*** Material provided ***

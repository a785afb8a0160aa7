// SPDX-License-Identifier: MIT

//! Typed error handling for wayfarer-rs
//!
//! Compile-time graph problems, runtime node and router failures, persistence
//! failures and lifecycle violations each get their own variant so callers can
//! tell them apart without string matching.

use thiserror::Error;

/// Top-level error type for wayfarer-rs
#[derive(Debug, Error)]
pub enum WayfarerError {
    /// The graph failed validation; no session was started
    #[error("Graph definition error: {0}")]
    GraphDefinition(#[from] GraphDefinitionError),

    /// A node executor failed; the session is now failed
    #[error(
        "Node '{node}' failed in session {session_id} (last good step {last_step}): {message}"
    )]
    NodeExecution {
        session_id: String,
        node: String,
        last_step: u64,
        message: String,
    },

    /// A router produced an outcome its edge never declared
    #[error(
        "Router on '{node}' returned undeclared outcome '{outcome}' in session {session_id} (last good step {last_step})"
    )]
    RouterOutcome {
        session_id: String,
        node: String,
        outcome: String,
        last_step: u64,
    },

    /// Checkpoint write or read failure
    #[error("Persistence error: {0}")]
    Persistence(String),

    /// Invalid lifecycle transition or unknown session
    #[error("Session state error: {0}")]
    SessionState(String),

    /// A state update was rejected by the schema
    #[error("State error: {0}")]
    State(#[from] StateError),

    /// Tool not registered
    #[error("Tool '{name}' not found")]
    ToolNotFound { name: String },

    /// Configuration errors (invalid values, unreadable file)
    #[error("Configuration error: {0}")]
    Config(String),

    #[error(transparent)]
    Io(#[from] std::io::Error),

    #[error(transparent)]
    Json(#[from] serde_json::Error),

    #[error(transparent)]
    Yaml(#[from] serde_yaml::Error),
}

/// Violations found while compiling a graph definition.
///
/// Compilation stops at the first one, so each variant names the node involved.
#[derive(Debug, Clone, PartialEq, Eq, Error)]
pub enum GraphDefinitionError {
    #[error("Duplicate node id: {0}")]
    DuplicateNode(String),

    #[error("No entry node declared")]
    MissingEntry,

    #[error("Exactly one entry node is allowed, found: {0:?}")]
    MultipleEntries(Vec<String>),

    #[error("Node '{from}' references unknown node '{to}'")]
    UnknownNode { from: String, to: String },

    #[error("Node '{0}' has no outgoing edge")]
    MissingEdge(String),

    #[error("Node '{node}' is missing '{field}'")]
    MissingField { node: String, field: String },

    #[error("Node '{node}' must not declare {field}")]
    UnexpectedEdge { node: String, field: String },

    #[error("Router on '{node}' can return '{outcome}' but no target is mapped for it")]
    UnmappedOutcome { node: String, outcome: String },

    #[error("Node '{0}' requires an executor")]
    MissingExecutor(String),

    #[error("Executor '{executor}' for node '{node}' is not registered")]
    UnknownExecutor { node: String, executor: String },

    #[error("Tool '{tool}' for node '{node}' is not registered")]
    UnknownTool { node: String, tool: String },

    #[error("Invalid branch set on '{node}': {reason}")]
    InvalidBranch { node: String, reason: String },

    #[error("Suspend node '{0}' must continue to a regular node")]
    InvalidSuspend(String),

    #[error("Invalid loop bound on '{node}': {reason}")]
    InvalidLoopBound { node: String, reason: String },

    #[error("Node '{0}' is unreachable from the entry node")]
    Unreachable(String),

    #[error("Invalid state schema: {0}")]
    InvalidSchema(String),
}

/// Merge-time violations of the state schema
#[derive(Debug, Clone, PartialEq, Eq, Error)]
pub enum StateError {
    #[error("Unknown state field '{0}'")]
    UnknownField(String),

    #[error("Field '{field}' expects {expected}, got {found}")]
    TypeMismatch {
        field: String,
        expected: String,
        found: String,
    },
}

impl WayfarerError {
    /// Create a persistence error
    pub fn persistence(message: impl Into<String>) -> Self {
        Self::Persistence(message.into())
    }

    /// Create a session state error
    pub fn session_state(message: impl Into<String>) -> Self {
        Self::SessionState(message.into())
    }

    /// Create a config error
    pub fn config(message: impl Into<String>) -> Self {
        Self::Config(message.into())
    }

    /// Create a tool not found error
    pub fn tool_not_found(name: impl Into<String>) -> Self {
        Self::ToolNotFound { name: name.into() }
    }
}

impl From<sqlx::Error> for WayfarerError {
    fn from(err: sqlx::Error) -> Self {
        Self::Persistence(err.to_string())
    }
}

pub type Result<T> = std::result::Result<T, WayfarerError>;
// SPDX-License-Identifier: MIT

//! Session record and lifecycle transition table

use chrono::{DateTime, Utc};
use serde::{Deserialize, Serialize};
use std::fmt;
use std::str::FromStr;

/// Lifecycle status of a session
#[derive(Debug, Clone, Copy, PartialEq, Eq, Hash, Serialize, Deserialize)]
#[serde(rename_all = "snake_case")]
pub enum SessionStatus {
    /// Being driven, or ready to be
    Active,
    /// Parked at a suspend node awaiting a human decision
    SuspendedForHuman,
    /// Reached a terminal node
    Completed,
    /// Stopped by a decision or an explicit terminate call
    Terminated,
    /// A node, router or fan-out failed
    Failed,
}

impl SessionStatus {
    pub fn as_str(&self) -> &'static str {
        match self {
            SessionStatus::Active => "active",
            SessionStatus::SuspendedForHuman => "suspended_for_human",
            SessionStatus::Completed => "completed",
            SessionStatus::Terminated => "terminated",
            SessionStatus::Failed => "failed",
        }
    }

    /// Whether moving from `self` to `next` is a permitted transition.
    ///
    /// `Failed -> Active` exists only for explicit recovery from a checkpoint.
    /// Completed and terminated sessions never move again.
    pub fn can_transition_to(&self, next: SessionStatus) -> bool {
        use SessionStatus::*;
        matches!(
            (self, next),
            (Active, _) | (SuspendedForHuman, Active | Terminated | Failed) | (Failed, Active)
        )
    }

    /// Statuses `resume` and `step` accept
    pub fn is_resumable(&self) -> bool {
        matches!(
            self,
            SessionStatus::Active | SessionStatus::SuspendedForHuman
        )
    }

    /// Archived statuses; the session is never driven again unless recovered
    pub fn is_finished(&self) -> bool {
        matches!(
            self,
            SessionStatus::Completed | SessionStatus::Terminated | SessionStatus::Failed
        )
    }

    /// Only failed sessions can be forced back to an earlier checkpoint
    pub fn can_recover(&self) -> bool {
        matches!(self, SessionStatus::Failed)
    }
}

impl fmt::Display for SessionStatus {
    fn fmt(&self, f: &mut fmt::Formatter<'_>) -> fmt::Result {
        f.write_str(self.as_str())
    }
}

impl FromStr for SessionStatus {
    type Err = String;

    fn from_str(s: &str) -> Result<Self, Self::Err> {
        match s {
            "active" => Ok(SessionStatus::Active),
            "suspended_for_human" => Ok(SessionStatus::SuspendedForHuman),
            "completed" => Ok(SessionStatus::Completed),
            "terminated" => Ok(SessionStatus::Terminated),
            "failed" => Ok(SessionStatus::Failed),
            other => Err(format!("unknown session status '{}'", other)),
        }
    }
}

/// One run of the workflow graph
#[derive(Debug, Clone, PartialEq, Serialize, Deserialize)]
#[serde(rename_all = "camelCase")]
pub struct Session {
    pub id: String,
    pub status: SessionStatus,
    pub initial_query: String,
    pub created_at: DateTime<Utc>,
    pub updated_at: DateTime<Utc>,
    /// Set when the session reaches a finished status
    pub finished_at: Option<DateTime<Utc>>,
}

impl Session {
    pub fn new(id: impl Into<String>, initial_query: impl Into<String>) -> Self {
        let now = Utc::now();
        Self {
            id: id.into(),
            status: SessionStatus::Active,
            initial_query: initial_query.into(),
            created_at: now,
            updated_at: now,
            finished_at: None,
        }
    }

    /// Record a status change at `at`, maintaining the archive timestamp
    pub fn touch(&mut self, status: SessionStatus, at: DateTime<Utc>) {
        self.status = status;
        self.updated_at = at;
        self.finished_at = if status.is_finished() { Some(at) } else { None };
    }
}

*** End of Material provided ***

Assignment: Restate the data above word for word, please.

Solution:
repository a785afb8a0160aa7
// SPDX-License-Identifier: MIT

//! Typed error handling for wayfarer-rs
//!
//! Compile-time graph problems, runtime node and router failures, persistence
//! failures and lifecycle violations each get their own variant so callers can
//! tell them apart without string matching.

use thiserror::Error;

/// Top-level error type for wayfarer-rs
#[derive(Debug, Error)]
pub enum WayfarerError {
    /// The graph failed validation; no session was started
    #[error("Graph definition error: {0}")]
    GraphDefinition(#[from] GraphDefinitionError),

    /// A node executor failed; the session is now failed
    #[error(
        "Node '{node}' failed in session {session_id} (last good step {last_step}): {message}"
    )]
    NodeExecution {
        session_id: String,
        node: String,
        last_step: u64,
        message: String,
    },

    /// A router produced an outcome its edge never declared
    #[error(
        "Router on '{node}' returned undeclared outcome '{outcome}' in session {session_id} (last good step {last_step})"
    )]
    RouterOutcome {
        session_id: String,
        node: String,
        outcome: String,
        last_step: u64,
    },

    /// Checkpoint write or read failure
    #[error("Persistence error: {0}")]
    Persistence(String),

    /// Invalid lifecycle transition or unknown session
    #[error("Session state error: {0}")]
    SessionState(String),

    /// A state update was rejected by the schema
    #[error("State error: {0}")]
    State(#[from] StateError),

    /// Tool not registered
    #[error("Tool '{name}' not found")]
    ToolNotFound { name: String },

    /// Configuration errors (invalid values, unreadable file)
    #[error("Configuration error: {0}")]
    Config(String),

    #[error(transparent)]
    Io(#[from] std::io::Error),

    #[error(transparent)]
    Json(#[from] serde_json::Error),

    #[error(transparent)]
    Yaml(#[from] serde_yaml::Error),
}

/// Violations found while compiling a graph definition.
///
/// Compilation stops at the first one, so each variant names the node involved.
#[derive(Debug, Clone, PartialEq, Eq, Error)]
pub enum GraphDefinitionError {
    #[error("Duplicate node id: {0}")]
    DuplicateNode(String),

    #[error("No entry node declared")]
    MissingEntry,

    #[error("Exactly one entry node is allowed, found: {0:?}")]
    MultipleEntries(Vec<String>),

    #[error("Node '{from}' references unknown node '{to}'")]
    UnknownNode { from: String, to: String },

    #[error("Node '{0}' has no outgoing edge")]
    MissingEdge(String),

    #[error("Node '{node}' is missing '{field}'")]
    MissingField { node: String, field: String },

    #[error("Node '{node}' must not declare {field}")]
    UnexpectedEdge { node: String, field: String },

    #[error("Router on '{node}' can return '{outcome}' but no target is mapped for it")]
    UnmappedOutcome { node: String, outcome: String },

    #[error("Node '{0}' requires an executor")]
    MissingExecutor(String),

    #[error("Executor '{executor}' for node '{node}' is not registered")]
    UnknownExecutor { node: String, executor: String },

    #[error("Tool '{tool}' for node '{node}' is not registered")]
    UnknownTool { node: String, tool: String },

    #[error("Invalid branch set on '{node}': {reason}")]
    InvalidBranch { node: String, reason: String },

    #[error("Suspend node '{0}' must continue to a regular node")]
    InvalidSuspend(String),

    #[error("Invalid loop bound on '{node}': {reason}")]
    InvalidLoopBound { node: String, reason: String },

    #[error("Node '{0}' is unreachable from the entry node")]
    Unreachable(String),

    #[error("Invalid state schema: {0}")]
    InvalidSchema(String),
}

/// Merge-time violations of the state schema
#[derive(Debug, Clone, PartialEq, Eq, Error)]
pub enum StateError {
    #[error("Unknown state field '{0}'")]
    UnknownField(String),

    #[error("Field '{field}' expects {expected}, got {found}")]
    TypeMismatch {
        field: String,
        expected: String,
        found: String,
    },
}

impl WayfarerError {
    /// Create a persistence error
    pub fn persistence(message: impl Into<String>) -> Self {
        Self::Persistence(message.into())
    }

    /// Create a session state error
    pub fn session_state(message: impl Into<String>) -> Self {
        Self::SessionState(message.into())
    }

    /// Create a config error
    pub fn config(message: impl Into<String>) -> Self {
        Self::Config(message.into())
    }

    /// Create a tool not found error
    pub fn tool_not_found(name: impl Into<String>) -> Self {
        Self::ToolNotFound { name: name.into() }
    }
}

impl From<sqlx::Error> for WayfarerError {
    fn from(err: sqlx::Error) -> Self {
        Self::Persistence(err.to_string())
    }
}

pub type Result<T> = std::result::Result<T, WayfarerError>;
// SPDX-License-Identifier: MIT

//! Session record and lifecycle transition table

use chrono::{DateTime, Utc};
use serde::{Deserialize, Serialize};
use std::fmt;
use std::str::FromStr;

/// Lifecycle status of a session
#[derive(Debug, Clone, Copy, PartialEq, Eq, Hash, Serialize, Deserialize)]
#[serde(rename_all = "snake_case")]
pub enum SessionStatus {
    /// Being driven, or ready to be
    Active,
    /// Parked at a suspend node awaiting a human decision
    SuspendedForHuman,
    /// Reached a terminal node
    Completed,
    /// Stopped by a decision or an explicit terminate call
    Terminated,
    /// A node, router or fan-out failed
    Failed,
}

impl SessionStatus {
    pub fn as_str(&self) -> &'static str {
        match self {
            SessionStatus::Active => "active",
            SessionStatus::SuspendedForHuman => "suspended_for_human",
            SessionStatus::Completed => "completed",
            SessionStatus::Terminated => "terminated",
            SessionStatus::Failed => "failed",
        }
    }

    /// Whether moving from `self` to `next` is a permitted transition.
    ///
    /// `Failed -> Active` exists only for explicit recovery from a checkpoint.
    /// Completed and terminated sessions never move again.
    pub fn can_transition_to(&self, next: SessionStatus) -> bool {
        use SessionStatus::*;
        matches!(
            (self, next),
            (Active, _) | (SuspendedForHuman, Active | Terminated | Failed) | (Failed, Active)
        )
    }

    /// Statuses `resume` and `step` accept
    pub fn is_resumable(&self) -> bool {
        matches!(
            self,
            SessionStatus::Active | SessionStatus::SuspendedForHuman
        )
    }

    /// Archived statuses; the session is never driven again unless recovered
    pub fn is_finished(&self) -> bool {
        matches!(
            self,
            SessionStatus::Completed | SessionStatus::Terminated | SessionStatus::Failed
        )
    }

    /// Only failed sessions can be forced back to an earlier checkpoint
    pub fn can_recover(&self) -> bool {
        matches!(self, SessionStatus::Failed)
    }
}

impl fmt::Display for SessionStatus {
    fn fmt(&self, f: &mut fmt::Formatter<'_>) -> fmt::Result {
        f.write_str(self.as_str())
    }
}

impl FromStr for SessionStatus {
    type Err = String;

    fn from_str(s: &str) -> Result<Self, Self::Err> {
        match s {
            "active" => Ok(SessionStatus::Active),
            "suspended_for_human" => Ok(SessionStatus::SuspendedForHuman),
            "completed" => Ok(SessionStatus::Completed),
            "terminated" => Ok(SessionStatus::Terminated),
            "failed" => Ok(SessionStatus::Failed),
            other => Err(format!("unknown session status '{}'", other)),
        }
    }
}

/// One run of the workflow graph
#[derive(Debug, Clone, PartialEq, Serialize, Deserialize)]
#[serde(rename_all = "camelCase")]
pub struct Session {
    pub id: String,
    pub status: SessionStatus,
    pub initial_query: String,
    pub created_at: DateTime<Utc>,
    pub updated_at: DateTime<Utc>,
    /// Set when the session reaches a finished status
    pub finished_at: Option<DateTime<Utc>>,
}

impl Session {
    pub fn new(id: impl Into<String>, initial_query: impl Into<String>) -> Self {
        let now = Utc::now();
        Self {
            id: id.into(),
            status: SessionStatus::Active,
            initial_query: initial_query.into(),
            created_at: now,
            updated_at: now,
            finished_at: None,
        }
    }

    /// Record a status change at `at`, maintaining the archive timestamp
    pub fn touch(&mut self, status: SessionStatus, at: DateTime<Utc>) {
        self.status = status;
        self.updated_at = at;
        self.finished_at = if status.is_finished() { Some(at) } else { None };
    }
}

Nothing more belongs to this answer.